→ Action item: Go through the material below and copy each line where the word "utils" appears.

→ Task material:
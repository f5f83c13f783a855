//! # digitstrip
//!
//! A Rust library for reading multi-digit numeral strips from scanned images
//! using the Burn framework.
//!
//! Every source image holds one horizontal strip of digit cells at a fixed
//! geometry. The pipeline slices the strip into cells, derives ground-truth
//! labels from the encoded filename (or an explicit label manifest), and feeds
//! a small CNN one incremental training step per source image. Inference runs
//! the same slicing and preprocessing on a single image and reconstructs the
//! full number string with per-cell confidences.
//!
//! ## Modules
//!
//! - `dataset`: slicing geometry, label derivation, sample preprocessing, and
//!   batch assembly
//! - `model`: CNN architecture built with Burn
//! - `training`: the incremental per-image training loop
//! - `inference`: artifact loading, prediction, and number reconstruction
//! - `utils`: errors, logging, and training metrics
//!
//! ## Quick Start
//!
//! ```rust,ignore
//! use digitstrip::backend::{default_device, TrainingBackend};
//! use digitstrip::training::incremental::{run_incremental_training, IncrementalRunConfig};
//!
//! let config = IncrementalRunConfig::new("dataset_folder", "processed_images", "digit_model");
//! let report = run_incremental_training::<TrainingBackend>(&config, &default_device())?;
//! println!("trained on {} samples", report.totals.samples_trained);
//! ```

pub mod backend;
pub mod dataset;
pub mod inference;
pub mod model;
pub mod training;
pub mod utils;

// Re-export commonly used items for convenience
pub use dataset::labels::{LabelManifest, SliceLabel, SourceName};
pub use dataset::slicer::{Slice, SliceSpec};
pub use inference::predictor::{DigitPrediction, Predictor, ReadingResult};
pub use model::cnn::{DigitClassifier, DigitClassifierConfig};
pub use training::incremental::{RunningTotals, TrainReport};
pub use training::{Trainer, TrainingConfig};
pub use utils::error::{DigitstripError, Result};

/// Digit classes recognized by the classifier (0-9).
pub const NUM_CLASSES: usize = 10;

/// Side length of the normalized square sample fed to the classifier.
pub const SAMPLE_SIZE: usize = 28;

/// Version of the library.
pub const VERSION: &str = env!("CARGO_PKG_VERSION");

→ Exercise result:
//! - `utils`: errors, logging, and training metrics
pub mod utils;
pub use utils::error::{DigitstripError, Result};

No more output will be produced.